Кардинальным отличием реформ Кузьминова-Фурсенко от всех прочих является отсутствие реально существующего образца, к которому стремятся, движимые желанием, чтобы и у нас такое было. Например, реформы начала 90-х поддерживались людьми, которые желали, чтобы в магазинах не было очередей и при этом было 60 сортов колбасы. Это желание опиралось на тот неоспоримый факт, что есть страны, где магазины устроены именно таким образом. Очередей нет (в советском понимании – уж точно нет, пять душ на кассе для советского человека – не очередь), а никогда не виданное в СССР товарное изобилие имеется. Такие магазины были в США, Германии, Франции, добавим, что сегодня они есть и в России. Сколь подъемны цены в таких магазинах и сколь подъемной оказалась общая цена, которую пришлось заплатить за такое устроение магазинов (это часто выдвигаемое возражение), – другой отдельный вопрос, никак не отрицающий за американскими или немецкими магазинами конца 80-х гг. такого важного достоинства, как бытийность. Они реально существовали и поддавались доходчивому описанию.
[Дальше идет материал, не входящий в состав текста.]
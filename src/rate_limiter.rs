//! Per-engine concurrency queue and request pacing.
//!
//! A [`RequestQueue`] bounds how many upstream requests one scraper runs at
//! once, optionally caps how many may start within a sliding time window, and
//! waits a random `[0, jitter)` before each request so traffic does not arrive
//! on a fixed beat.
//!
//! # Example
//!
//! ```
//! use std::time::Duration;
//! use scrapist_core::rate_limiter::{RateLimitConfig, RequestQueue};
//!
//! # async fn example() {
//! let queue = RequestQueue::new(&RateLimitConfig {
//!     max_concurrent: 2,
//!     interval: Some(Duration::from_secs(1)),
//!     interval_cap: Some(4),
//!     jitter_ms: Some(350),
//! });
//! let body = queue.run(|| async { "fetched" }).await;
//! assert_eq!(body, "fetched");
//! # }
//! ```

use std::collections::VecDeque;
use std::future::Future;
use std::time::Duration;

use serde::Deserialize;
use tokio::sync::{Mutex, Semaphore};
use tokio::time::Instant;
use tracing::{debug, instrument};

use crate::fetch::random_below;

/// Rate-limit settings for one scraper.
#[derive(Debug, Clone, PartialEq, Eq, Deserialize)]
#[serde(default)]
pub struct RateLimitConfig {
    /// Requests allowed in flight at once; values below 1 are treated as 1.
    pub max_concurrent: usize,
    /// Sliding window length for start-rate limiting.
    #[serde(with = "optional_millis")]
    pub interval: Option<Duration>,
    /// Starts allowed per window; defaults to `max_concurrent`.
    pub interval_cap: Option<usize>,
    /// Upper bound of the random pre-request delay, in milliseconds.
    pub jitter_ms: Option<u64>,
}

impl Default for RateLimitConfig {
    fn default() -> Self {
        Self {
            max_concurrent: 1,
            interval: None,
            interval_cap: None,
            jitter_ms: None,
        }
    }
}

impl RateLimitConfig {
    /// The jitter bound as a duration (zero when unset).
    #[must_use]
    pub fn jitter(&self) -> Duration {
        Duration::from_millis(self.jitter_ms.unwrap_or(0))
    }
}

mod optional_millis {
    use std::time::Duration;

    use serde::{Deserialize, Deserializer};

    pub fn deserialize<'de, D>(deserializer: D) -> Result<Option<Duration>, D::Error>
    where
        D: Deserializer<'de>,
    {
        let millis = Option::<u64>::deserialize(deserializer)?;
        Ok(millis.filter(|ms| *ms > 0).map(Duration::from_millis))
    }
}

/// Concurrency gate plus optional sliding start window.
///
/// Admission is FIFO; completion order follows request latency.
#[derive(Debug)]
pub struct RequestQueue {
    max_concurrent: usize,
    permits: Semaphore,
    window: Option<SlidingWindow>,
    jitter: Duration,
}

#[derive(Debug)]
struct SlidingWindow {
    interval: Duration,
    cap: usize,
    starts: Mutex<VecDeque<Instant>>,
}

impl SlidingWindow {
    async fn admit(&self) {
        loop {
            let wake_at = {
                let mut starts = self.starts.lock().await;
                let now = Instant::now();
                while starts.front().is_some_and(|start| now.duration_since(*start) >= self.interval) {
                    starts.pop_front();
                }
                if starts.len() < self.cap {
                    starts.push_back(now);
                    return;
                }
                match starts.front() {
                    Some(oldest) => *oldest + self.interval,
                    None => return,
                }
            };
            debug!(cap = self.cap, "start window full, waiting");
            tokio::time::sleep_until(wake_at).await;
        }
    }
}

impl RequestQueue {
    #[must_use]
    pub fn new(config: &RateLimitConfig) -> Self {
        let max_concurrent = config.max_concurrent.max(1);
        let window = config.interval.filter(|interval| !interval.is_zero()).map(|interval| SlidingWindow {
            interval,
            cap: config.interval_cap.unwrap_or(max_concurrent).max(1),
            starts: Mutex::new(VecDeque::new()),
        });
        Self {
            max_concurrent,
            permits: Semaphore::new(max_concurrent),
            window,
            jitter: config.jitter(),
        }
    }

    #[must_use]
    pub fn max_concurrent(&self) -> usize {
        self.max_concurrent
    }

    /// Runs `task` once admitted: waits for a concurrency slot, then for room
    /// in the start window, then for the jitter delay.
    #[instrument(level = "trace", skip_all)]
    pub async fn run<F, Fut, T>(&self, task: F) -> T
    where
        F: FnOnce() -> Fut,
        Fut: Future<Output = T>,
    {
        // The semaphore is never closed, so acquisition only fails if that changes.
        let _permit = self.permits.acquire().await.ok();
        if let Some(window) = &self.window {
            window.admit().await;
        }
        jitter_delay(self.jitter).await;
        task().await
    }
}

/// Sleeps for a uniformly random duration in `[0, bound)`.
pub async fn jitter_delay(bound: Duration) {
    let wait = random_below(bound);
    if !wait.is_zero() {
        tokio::time::sleep(wait).await;
    }
}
В принципе, такие образцы могут быть сильно приукрашены и даже мифологизированы. Для реформаторски настроенных граждан конца 80-х – начала 90-х блаженный Запад означал не только изобилие колбасы. Это вообще было царство, где нет ни печали, ни воздыхания, но стереофонические унитазы и золотые груши на вербе. Главное, что был образ, дававший веру. А вера в известных случаях может сдвигать горы или, по крайней мере, давать силы для того, чтобы затянуть пояса, перетерпеть, смириться с тяготами переходного периода. Per aspera ad astra. Такая вера может быть жестоко обманута, может быть грязно использована, но она у людей порой бывает – в истории есть примеры.
Тогда как соответствующего образца, относящегося к сфере народного просвещения, не существует. Рассказов про западных выпускников школы, не могущих без калькулятора разделить 111 на 3 или сложить 1/2 и 1/3 – этого сколько угодно. Рассказы про деградирующее умение писать на родном французском, английском, немецком – отнюдь не на русском – языке тоже вполне привычны. Указания на то, что фурсенкины образовательные стандарты для старших классов откровенно списаны с западной практики, где ученик по своему выбору вправе не знать элементарных вещей, – это трюизм. Ничего похожего на мечтательное «Вот и у нас бы так!», которым встречались рассказы про 60 сортов колбасы, нет и в помине. То, что и в блаженных обителях учитель чрезвычайно жалок, а школа там есть дневная камера хранения для детей, производящая неучей, – это вполне общее место. Энтузиастов западной системы народного просвещения ни там, ни здесь днем с огнем не сыскать.
Спрашивается, откуда при таком отсутствии хоть реального, хоть даже мифологического положительного образа, того, к чему стремимся, и при наличии вполне отчетливого отрицательного образа фабрики по производству дураков – откуда здесь возьмется вера, побуждающая сносить трудности реконструктивного периода и неуклонно двигаться вслед за А. А. Фурсенко через тернии к звездам? Единственное, что может возникнуть при таких предпосылках, – это желание бросить А. А. Фурсенко в пасть Ваала. Каковое состояние умов мы и наблюдаем.